TASK INSTRUCTIONS: From the entries below, copy each line in which the word "SurfaceMesh" occurs.

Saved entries
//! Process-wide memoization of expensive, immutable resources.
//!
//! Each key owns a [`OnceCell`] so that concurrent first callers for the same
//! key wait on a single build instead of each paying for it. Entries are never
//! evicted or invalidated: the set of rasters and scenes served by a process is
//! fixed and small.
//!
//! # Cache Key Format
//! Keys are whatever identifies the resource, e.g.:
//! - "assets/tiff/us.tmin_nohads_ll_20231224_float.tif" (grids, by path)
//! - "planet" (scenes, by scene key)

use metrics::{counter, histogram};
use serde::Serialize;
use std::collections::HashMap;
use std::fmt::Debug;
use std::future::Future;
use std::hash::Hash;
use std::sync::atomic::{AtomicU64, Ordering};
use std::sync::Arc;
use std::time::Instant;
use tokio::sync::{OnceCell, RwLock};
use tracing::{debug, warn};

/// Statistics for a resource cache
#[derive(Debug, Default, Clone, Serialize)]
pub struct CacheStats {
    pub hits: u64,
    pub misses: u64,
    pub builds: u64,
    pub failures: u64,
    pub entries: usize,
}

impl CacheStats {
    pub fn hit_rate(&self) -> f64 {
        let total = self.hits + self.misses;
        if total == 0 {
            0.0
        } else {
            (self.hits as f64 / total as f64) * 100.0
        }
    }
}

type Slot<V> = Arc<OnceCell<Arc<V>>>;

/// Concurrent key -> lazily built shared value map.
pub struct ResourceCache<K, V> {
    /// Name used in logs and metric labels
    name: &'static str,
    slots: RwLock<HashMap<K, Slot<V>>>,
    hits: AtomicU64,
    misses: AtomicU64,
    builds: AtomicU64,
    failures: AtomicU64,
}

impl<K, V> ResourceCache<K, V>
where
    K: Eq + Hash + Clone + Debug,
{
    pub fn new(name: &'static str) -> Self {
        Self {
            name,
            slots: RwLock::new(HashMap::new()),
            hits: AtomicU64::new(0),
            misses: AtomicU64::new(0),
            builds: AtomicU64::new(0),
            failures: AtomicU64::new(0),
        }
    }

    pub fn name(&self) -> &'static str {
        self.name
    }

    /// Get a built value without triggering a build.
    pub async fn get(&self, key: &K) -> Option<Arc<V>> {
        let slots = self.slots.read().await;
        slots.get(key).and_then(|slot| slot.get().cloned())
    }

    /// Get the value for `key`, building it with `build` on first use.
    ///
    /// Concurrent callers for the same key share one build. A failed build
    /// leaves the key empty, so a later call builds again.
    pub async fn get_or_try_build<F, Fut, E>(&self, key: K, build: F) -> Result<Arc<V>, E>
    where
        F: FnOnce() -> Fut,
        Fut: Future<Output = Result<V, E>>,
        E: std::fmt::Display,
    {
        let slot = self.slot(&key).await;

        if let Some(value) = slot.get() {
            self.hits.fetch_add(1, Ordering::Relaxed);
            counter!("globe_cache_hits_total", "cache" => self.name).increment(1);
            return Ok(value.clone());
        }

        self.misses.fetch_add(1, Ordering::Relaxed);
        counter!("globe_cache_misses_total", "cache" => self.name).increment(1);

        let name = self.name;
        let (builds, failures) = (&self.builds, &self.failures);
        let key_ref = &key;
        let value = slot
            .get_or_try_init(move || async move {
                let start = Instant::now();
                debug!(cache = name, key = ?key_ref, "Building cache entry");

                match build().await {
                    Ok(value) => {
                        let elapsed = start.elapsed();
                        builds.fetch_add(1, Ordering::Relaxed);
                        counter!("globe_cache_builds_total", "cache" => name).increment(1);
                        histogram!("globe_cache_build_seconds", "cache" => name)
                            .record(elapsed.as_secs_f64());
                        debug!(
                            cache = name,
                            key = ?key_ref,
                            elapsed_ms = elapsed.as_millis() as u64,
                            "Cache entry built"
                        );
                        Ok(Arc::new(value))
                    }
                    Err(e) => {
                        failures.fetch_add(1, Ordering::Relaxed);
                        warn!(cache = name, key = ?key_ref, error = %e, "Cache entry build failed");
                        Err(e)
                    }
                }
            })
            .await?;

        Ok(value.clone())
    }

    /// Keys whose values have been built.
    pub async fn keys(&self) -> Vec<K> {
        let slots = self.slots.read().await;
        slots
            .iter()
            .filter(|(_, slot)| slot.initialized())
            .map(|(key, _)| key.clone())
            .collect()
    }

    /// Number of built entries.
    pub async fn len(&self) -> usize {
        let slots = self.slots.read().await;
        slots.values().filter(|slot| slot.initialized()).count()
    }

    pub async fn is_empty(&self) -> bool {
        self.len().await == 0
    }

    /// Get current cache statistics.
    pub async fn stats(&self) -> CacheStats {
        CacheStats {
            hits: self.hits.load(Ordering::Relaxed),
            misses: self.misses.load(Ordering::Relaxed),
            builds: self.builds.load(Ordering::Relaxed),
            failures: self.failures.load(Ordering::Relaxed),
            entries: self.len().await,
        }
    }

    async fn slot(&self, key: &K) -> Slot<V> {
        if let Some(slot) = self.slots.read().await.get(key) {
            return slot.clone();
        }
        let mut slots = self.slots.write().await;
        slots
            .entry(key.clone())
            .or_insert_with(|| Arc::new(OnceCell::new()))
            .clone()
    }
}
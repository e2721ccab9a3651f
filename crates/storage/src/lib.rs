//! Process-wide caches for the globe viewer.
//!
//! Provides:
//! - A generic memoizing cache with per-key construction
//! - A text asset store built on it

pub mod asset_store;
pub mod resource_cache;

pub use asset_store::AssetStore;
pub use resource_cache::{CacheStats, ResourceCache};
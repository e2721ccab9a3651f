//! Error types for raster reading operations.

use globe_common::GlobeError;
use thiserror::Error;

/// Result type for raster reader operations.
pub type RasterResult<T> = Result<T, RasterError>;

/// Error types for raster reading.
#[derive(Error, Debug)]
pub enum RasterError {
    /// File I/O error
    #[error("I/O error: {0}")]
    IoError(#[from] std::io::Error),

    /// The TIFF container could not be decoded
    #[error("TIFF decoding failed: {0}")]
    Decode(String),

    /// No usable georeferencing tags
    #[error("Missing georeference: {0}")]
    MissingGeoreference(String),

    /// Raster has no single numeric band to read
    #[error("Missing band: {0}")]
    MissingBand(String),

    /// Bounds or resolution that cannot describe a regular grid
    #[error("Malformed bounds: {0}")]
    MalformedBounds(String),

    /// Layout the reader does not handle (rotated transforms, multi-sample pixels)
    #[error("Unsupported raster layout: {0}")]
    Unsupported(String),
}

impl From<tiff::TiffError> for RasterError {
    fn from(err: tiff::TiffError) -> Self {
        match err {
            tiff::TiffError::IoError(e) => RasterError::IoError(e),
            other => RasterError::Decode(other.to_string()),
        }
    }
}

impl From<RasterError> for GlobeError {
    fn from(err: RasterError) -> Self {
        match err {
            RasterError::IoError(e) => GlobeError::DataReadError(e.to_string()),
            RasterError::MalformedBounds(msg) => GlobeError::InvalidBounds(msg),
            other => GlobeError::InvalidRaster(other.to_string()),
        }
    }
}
---
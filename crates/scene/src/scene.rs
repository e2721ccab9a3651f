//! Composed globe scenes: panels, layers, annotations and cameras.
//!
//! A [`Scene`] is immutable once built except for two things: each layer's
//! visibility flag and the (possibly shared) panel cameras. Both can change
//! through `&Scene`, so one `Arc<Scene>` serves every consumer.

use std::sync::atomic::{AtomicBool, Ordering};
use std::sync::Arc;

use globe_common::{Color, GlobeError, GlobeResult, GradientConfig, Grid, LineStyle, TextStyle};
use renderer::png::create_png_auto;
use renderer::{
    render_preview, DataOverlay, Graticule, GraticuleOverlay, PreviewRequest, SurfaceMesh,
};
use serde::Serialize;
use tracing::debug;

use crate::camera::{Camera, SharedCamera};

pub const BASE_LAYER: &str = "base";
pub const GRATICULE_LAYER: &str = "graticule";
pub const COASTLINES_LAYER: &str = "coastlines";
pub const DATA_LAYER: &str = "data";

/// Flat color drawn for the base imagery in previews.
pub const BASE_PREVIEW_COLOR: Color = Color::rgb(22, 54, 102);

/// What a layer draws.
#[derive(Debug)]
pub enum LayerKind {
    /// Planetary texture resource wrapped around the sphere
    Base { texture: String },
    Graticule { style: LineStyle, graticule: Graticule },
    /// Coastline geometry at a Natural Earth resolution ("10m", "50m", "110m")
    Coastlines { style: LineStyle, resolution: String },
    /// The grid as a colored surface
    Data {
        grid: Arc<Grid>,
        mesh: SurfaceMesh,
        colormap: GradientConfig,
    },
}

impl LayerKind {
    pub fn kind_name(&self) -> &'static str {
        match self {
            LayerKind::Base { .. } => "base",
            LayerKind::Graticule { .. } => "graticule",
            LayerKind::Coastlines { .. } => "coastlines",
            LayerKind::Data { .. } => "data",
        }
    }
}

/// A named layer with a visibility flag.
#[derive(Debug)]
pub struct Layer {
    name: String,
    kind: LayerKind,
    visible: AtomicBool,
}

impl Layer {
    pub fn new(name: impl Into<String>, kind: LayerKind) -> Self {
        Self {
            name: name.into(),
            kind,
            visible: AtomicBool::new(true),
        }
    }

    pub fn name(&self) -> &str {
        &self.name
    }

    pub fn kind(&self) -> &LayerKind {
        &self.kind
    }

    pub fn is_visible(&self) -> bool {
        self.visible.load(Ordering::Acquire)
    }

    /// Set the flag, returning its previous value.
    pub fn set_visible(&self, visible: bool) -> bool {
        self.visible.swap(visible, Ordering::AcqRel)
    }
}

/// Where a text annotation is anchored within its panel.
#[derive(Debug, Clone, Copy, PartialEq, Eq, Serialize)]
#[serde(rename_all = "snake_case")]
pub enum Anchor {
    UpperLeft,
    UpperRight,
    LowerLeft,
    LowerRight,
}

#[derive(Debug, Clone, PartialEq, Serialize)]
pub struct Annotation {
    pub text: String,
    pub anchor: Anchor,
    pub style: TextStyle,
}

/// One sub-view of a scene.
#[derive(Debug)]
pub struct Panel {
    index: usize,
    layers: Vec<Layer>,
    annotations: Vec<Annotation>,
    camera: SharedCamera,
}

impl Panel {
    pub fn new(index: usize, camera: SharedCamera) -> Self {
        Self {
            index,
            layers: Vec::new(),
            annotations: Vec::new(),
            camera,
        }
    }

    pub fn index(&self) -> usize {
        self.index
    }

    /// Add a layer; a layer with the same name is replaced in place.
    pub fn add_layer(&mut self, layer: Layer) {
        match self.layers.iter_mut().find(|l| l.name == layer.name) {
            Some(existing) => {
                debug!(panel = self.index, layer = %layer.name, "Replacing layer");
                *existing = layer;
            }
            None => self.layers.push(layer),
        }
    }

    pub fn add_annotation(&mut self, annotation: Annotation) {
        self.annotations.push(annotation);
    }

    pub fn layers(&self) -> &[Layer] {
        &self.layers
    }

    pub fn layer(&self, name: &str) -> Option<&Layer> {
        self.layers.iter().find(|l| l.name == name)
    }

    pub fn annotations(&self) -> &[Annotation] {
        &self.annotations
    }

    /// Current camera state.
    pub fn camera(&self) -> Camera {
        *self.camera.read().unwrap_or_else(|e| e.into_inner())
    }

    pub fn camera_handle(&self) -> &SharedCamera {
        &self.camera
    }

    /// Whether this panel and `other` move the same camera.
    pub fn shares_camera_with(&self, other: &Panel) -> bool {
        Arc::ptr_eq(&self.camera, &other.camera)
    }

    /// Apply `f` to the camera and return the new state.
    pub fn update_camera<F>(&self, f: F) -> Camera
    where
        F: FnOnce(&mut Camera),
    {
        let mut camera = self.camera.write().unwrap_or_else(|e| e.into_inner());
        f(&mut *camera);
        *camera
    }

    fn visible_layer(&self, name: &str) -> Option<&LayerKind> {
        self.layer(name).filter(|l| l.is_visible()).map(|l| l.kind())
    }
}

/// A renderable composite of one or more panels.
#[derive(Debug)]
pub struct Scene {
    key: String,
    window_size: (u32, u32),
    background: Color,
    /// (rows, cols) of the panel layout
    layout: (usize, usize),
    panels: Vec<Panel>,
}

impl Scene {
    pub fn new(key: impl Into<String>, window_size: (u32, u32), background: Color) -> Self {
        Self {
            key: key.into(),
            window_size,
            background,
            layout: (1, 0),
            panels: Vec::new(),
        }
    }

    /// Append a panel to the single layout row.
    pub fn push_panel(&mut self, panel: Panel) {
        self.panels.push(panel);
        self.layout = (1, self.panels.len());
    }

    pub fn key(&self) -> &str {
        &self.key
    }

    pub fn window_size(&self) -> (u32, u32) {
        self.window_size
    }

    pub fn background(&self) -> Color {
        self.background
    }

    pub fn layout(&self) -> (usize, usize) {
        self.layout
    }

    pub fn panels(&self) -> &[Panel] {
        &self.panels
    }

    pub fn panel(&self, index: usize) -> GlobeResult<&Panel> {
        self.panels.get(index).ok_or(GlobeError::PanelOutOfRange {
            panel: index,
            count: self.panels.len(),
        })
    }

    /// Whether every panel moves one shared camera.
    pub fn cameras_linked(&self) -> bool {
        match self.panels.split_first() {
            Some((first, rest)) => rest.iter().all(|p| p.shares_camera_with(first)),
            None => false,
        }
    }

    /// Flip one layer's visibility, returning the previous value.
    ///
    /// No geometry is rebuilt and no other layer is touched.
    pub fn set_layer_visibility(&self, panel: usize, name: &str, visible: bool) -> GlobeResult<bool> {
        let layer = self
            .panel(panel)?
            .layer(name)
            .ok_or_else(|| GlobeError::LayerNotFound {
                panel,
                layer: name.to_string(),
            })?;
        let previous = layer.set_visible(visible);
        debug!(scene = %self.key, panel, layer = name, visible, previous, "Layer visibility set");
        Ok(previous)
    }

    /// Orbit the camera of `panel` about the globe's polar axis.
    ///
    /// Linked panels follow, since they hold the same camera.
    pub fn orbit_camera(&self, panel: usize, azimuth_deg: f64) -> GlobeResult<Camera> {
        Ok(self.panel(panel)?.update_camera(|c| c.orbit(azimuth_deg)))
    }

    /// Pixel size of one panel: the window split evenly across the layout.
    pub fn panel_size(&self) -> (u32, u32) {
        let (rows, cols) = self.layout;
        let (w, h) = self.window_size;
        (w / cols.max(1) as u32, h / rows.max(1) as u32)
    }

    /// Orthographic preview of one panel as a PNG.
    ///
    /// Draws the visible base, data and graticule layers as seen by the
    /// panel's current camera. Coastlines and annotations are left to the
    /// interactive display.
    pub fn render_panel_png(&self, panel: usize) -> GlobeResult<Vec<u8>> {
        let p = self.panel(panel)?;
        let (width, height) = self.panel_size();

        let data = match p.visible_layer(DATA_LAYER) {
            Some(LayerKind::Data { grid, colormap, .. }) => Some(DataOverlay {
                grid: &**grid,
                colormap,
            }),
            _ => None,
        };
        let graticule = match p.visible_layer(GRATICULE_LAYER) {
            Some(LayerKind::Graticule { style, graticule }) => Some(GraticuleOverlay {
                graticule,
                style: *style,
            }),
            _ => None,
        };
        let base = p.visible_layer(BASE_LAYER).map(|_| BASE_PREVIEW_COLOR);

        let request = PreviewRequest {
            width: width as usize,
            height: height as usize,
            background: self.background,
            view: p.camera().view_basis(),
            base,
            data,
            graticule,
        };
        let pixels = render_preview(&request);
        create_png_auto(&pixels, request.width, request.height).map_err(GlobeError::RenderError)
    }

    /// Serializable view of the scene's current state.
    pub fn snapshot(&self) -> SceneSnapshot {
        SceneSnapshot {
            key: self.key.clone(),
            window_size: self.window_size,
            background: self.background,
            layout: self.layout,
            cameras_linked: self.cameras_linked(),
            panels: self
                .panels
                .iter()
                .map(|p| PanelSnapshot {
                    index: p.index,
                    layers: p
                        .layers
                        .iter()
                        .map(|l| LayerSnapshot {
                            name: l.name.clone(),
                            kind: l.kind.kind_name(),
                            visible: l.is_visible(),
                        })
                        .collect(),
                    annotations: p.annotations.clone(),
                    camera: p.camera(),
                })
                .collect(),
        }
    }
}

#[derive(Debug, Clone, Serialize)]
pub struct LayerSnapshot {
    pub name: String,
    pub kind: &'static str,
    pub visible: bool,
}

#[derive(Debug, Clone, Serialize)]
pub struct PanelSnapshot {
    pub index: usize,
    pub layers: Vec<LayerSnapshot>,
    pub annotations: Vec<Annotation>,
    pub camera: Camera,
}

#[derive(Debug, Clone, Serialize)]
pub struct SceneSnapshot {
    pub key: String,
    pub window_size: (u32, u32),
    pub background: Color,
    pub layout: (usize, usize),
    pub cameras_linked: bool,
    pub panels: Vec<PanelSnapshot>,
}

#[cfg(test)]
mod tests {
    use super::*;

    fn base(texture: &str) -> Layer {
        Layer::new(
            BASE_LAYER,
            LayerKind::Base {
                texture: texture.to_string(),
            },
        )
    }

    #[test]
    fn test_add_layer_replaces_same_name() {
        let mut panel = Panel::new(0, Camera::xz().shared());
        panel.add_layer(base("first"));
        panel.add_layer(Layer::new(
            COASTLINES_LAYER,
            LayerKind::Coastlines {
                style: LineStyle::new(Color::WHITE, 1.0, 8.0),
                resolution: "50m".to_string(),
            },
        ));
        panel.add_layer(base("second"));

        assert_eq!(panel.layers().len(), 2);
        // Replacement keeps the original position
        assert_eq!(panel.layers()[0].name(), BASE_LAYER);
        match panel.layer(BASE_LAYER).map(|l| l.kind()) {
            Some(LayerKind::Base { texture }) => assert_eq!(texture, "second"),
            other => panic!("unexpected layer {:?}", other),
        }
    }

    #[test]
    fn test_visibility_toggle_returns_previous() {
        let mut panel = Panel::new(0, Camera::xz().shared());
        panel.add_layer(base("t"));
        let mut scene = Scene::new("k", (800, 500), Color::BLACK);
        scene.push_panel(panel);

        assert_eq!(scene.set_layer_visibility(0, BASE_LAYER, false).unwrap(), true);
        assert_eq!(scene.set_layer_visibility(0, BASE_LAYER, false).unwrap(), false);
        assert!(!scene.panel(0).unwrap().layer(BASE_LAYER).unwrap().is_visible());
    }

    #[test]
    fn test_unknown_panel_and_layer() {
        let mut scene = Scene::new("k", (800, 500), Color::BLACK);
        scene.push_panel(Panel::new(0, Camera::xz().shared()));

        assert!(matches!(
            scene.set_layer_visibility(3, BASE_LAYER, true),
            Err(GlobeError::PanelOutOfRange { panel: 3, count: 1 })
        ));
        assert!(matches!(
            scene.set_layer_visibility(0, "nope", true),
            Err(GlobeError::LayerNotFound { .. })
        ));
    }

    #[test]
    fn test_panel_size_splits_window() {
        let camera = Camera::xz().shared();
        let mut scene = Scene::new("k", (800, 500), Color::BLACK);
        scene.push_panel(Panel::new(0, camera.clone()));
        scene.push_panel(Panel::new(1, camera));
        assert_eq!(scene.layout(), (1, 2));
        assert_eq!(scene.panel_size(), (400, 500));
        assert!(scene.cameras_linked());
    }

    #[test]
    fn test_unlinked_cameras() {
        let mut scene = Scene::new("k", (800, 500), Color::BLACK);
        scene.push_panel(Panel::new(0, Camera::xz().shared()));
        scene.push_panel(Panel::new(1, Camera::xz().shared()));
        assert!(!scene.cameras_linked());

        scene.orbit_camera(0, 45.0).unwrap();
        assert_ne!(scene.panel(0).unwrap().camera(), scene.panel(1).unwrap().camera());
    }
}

ANSWER SECTION:
    render_preview, DataOverlay, Graticule, GraticuleOverlay, PreviewRequest, SurfaceMesh,
        mesh: SurfaceMesh,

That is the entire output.